Pour une vaccination massive et solidaire contre la grippe » : c’est le titre de la tribune signée par 75 députés de la majorité et publiée dans le Journal du Dimanche le 19 septembre. Une phrase qui résume les propos de nombreux médecins, scientifiques, politiques et associations de patients depuis plusieurs semaines. Alors que les hôpitaux craignent une « deuxième vague » de Covid-19, une épidémie de grippe importante « entraînerait un engorgement des services de réanimation et un nouveau pic de surmortalité, en particulier dans les Ehpad », alertait déjà l’Académie nationale de médecine dans une communication du 13 mai 2020. Celle-ci préconise notamment de rendre obligatoire la vaccination antigrippale pour tous les soignants et les personnels sociaux en contact avec les personnes vulnérables, et « d’inscrire l’obligation pour les médecins de proposer la vaccination antigrippale à toutes les personnes consultantes ».

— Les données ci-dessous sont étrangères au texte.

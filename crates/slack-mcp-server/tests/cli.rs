use assert_cmd::Command;
use slack_mcp_server::{BOT_TOKEN_ENV, TEAM_ID_ENV};

#[test]
fn integration_missing_bot_token_exits_with_setup_guidance() {
    let output = Command::cargo_bin("slack-mcp-server")
        .expect("binary built")
        .env_remove(BOT_TOKEN_ENV)
        .env_remove(TEAM_ID_ENV)
        .output()
        .expect("binary ran");

    assert!(!output.status.success());
    let stderr = String::from_utf8_lossy(&output.stderr);
    assert!(stderr.contains("SLACK_BOT_TOKEN environment variable is required"));
    assert!(stderr.contains("https://api.slack.com/apps"));
}

#[test]
fn integration_blank_bot_token_is_rejected() {
    let output = Command::cargo_bin("slack-mcp-server")
        .expect("binary built")
        .env(BOT_TOKEN_ENV, "   ")
        .env_remove(TEAM_ID_ENV)
        .output()
        .expect("binary ran");

    assert!(!output.status.success());
    assert!(String::from_utf8_lossy(&output.stderr).contains("SLACK_BOT_TOKEN"));
}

Pas de vaccination généralisée

L’Académie a renouvelé, le 19 septembre, son appel à l’obligation vaccinale des soignants. Pour autant, le 20 mai, la Haute Autorité de santé (HAS) saisie par la Direction générale de la santé (DGS) n’envisage aucun changement. « La stratégie de vaccination antigrippale est définie depuis longtemps ; elle a été réaffirmée en mai, explique aujourd’hui le Pr Elisabeth Bouvet, présidente de la Commission technique des vaccinations à la HAS. Cette stratégie repose sur la protection des personnes qui sont à risque de développer une forme grave de la grippe. Ces personnes sont les mêmes que celles qui sont à risque de faire une forme grave du Covid-19. A ces populations cibles, il faut ajouter les soignants qui risquent d’être infectés et de ne pas pouvoir assurer leur mission. C’est important : il faut faire en sorte que ni les personnes à risque ni le système de santé n’aient à supporter le fardeau de la grippe qui se rajouterait à l’épidémie de Covid-19. »

Il n’est donc pas question d’un élargissement de la vaccination à l’ensemble des Français pour la campagne 2020-2021. Outre les raisons données par la HAS, il s’avère que le nombre de doses de vaccins ne peut pas couvrir toute la population. Un élément que nombre de médecins et responsables politiques ne prennent pas en compte. « Les industriels préparent une quantité de doses adaptée à la population en question, sachant que 6 mois à un an sont nécessaires pour fabriquer un vaccin. Nous ne pouvons pas, au mois de septembre, modifier notre stratégie, car nous avons à notre disposition un nombre de doses adapté aux populations cibles. Cela n’était pas non plus envisageable au mois de juin, compte tenu des délais de fabrication », commente Elisabeth Bouvet. De fait, les populations cibles représentent environ 20 millions de personnes. Or, au départ, seulement 13 millions de doses ont été précommandées par les officines et les collectivités. « La France a acheté le maximum de doses disponibles. Les autorités sanitaires ont fait importer des vaccins qui protègent mieux les personnes âgées. La capacité française a été significativement augmentée », souligne Elisabeth Bouvet. La DGS confirme : pour la première fois, l’Etat a procédé à la commande de 2,5 millions de doses supplémentaires dans le cadre d’un stock d’Etat. Au total, le nombre de doses de vaccins s’élèvera à 15,6 millions de doses, soit + 30 % par rapport à 2019 (11 millions de doses). Et « le sourcing auprès des laboratoires sera maintenu au cours de la campagne », affirme la DGS.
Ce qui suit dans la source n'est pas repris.